To do
In the entries that follow, find each line with the word "anyhow" and copy it.

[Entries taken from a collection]
--- START ---

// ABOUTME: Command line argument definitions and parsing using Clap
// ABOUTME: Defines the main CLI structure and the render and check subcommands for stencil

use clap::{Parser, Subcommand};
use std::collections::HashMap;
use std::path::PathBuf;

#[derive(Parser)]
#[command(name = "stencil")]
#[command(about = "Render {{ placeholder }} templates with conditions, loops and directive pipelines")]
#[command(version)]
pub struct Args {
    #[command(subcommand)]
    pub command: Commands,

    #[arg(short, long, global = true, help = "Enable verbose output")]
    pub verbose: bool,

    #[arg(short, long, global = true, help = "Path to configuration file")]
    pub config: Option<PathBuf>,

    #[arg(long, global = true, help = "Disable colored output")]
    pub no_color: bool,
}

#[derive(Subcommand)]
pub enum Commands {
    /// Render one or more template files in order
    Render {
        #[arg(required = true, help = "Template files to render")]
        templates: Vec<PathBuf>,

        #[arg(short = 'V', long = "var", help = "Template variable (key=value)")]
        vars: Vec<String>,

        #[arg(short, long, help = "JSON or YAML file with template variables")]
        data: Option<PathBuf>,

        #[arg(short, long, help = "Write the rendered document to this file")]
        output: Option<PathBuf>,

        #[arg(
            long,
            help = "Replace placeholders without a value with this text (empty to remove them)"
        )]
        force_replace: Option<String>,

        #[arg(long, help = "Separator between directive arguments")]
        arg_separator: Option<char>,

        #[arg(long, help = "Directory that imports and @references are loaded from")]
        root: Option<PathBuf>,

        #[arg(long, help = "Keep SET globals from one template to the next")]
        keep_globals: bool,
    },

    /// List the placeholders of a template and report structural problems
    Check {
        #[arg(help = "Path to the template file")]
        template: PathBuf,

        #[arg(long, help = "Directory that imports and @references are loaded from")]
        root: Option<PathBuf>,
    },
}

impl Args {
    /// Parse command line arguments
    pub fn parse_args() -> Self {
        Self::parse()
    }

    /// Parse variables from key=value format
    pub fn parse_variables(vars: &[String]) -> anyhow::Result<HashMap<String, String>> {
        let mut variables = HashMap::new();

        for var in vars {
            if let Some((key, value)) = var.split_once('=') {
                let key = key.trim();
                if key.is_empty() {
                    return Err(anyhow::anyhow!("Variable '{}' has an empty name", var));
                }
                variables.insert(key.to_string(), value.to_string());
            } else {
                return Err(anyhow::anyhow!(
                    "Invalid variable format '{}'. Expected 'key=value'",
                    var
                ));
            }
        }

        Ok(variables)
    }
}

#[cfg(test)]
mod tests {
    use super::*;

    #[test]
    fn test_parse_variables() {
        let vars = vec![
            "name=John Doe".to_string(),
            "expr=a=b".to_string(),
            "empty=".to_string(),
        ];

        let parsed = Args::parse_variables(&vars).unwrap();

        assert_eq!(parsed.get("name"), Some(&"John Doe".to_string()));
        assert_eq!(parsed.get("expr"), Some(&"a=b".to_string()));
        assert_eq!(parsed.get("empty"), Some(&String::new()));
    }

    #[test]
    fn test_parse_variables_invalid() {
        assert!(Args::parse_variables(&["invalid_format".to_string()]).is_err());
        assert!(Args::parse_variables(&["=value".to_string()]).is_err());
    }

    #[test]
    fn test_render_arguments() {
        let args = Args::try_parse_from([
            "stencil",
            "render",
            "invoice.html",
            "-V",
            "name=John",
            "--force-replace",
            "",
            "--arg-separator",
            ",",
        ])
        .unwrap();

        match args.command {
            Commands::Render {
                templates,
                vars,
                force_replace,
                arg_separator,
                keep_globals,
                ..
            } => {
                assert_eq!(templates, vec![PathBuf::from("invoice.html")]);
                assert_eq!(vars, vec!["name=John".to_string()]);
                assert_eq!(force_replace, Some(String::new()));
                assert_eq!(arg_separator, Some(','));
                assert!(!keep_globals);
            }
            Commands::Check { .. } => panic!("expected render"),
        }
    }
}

--- END ---

Exercise answer
    pub fn parse_variables(vars: &[String]) -> anyhow::Result<HashMap<String, String>> {
                    return Err(anyhow::anyhow!("Variable '{}' has an empty name", var));
                return Err(anyhow::anyhow!(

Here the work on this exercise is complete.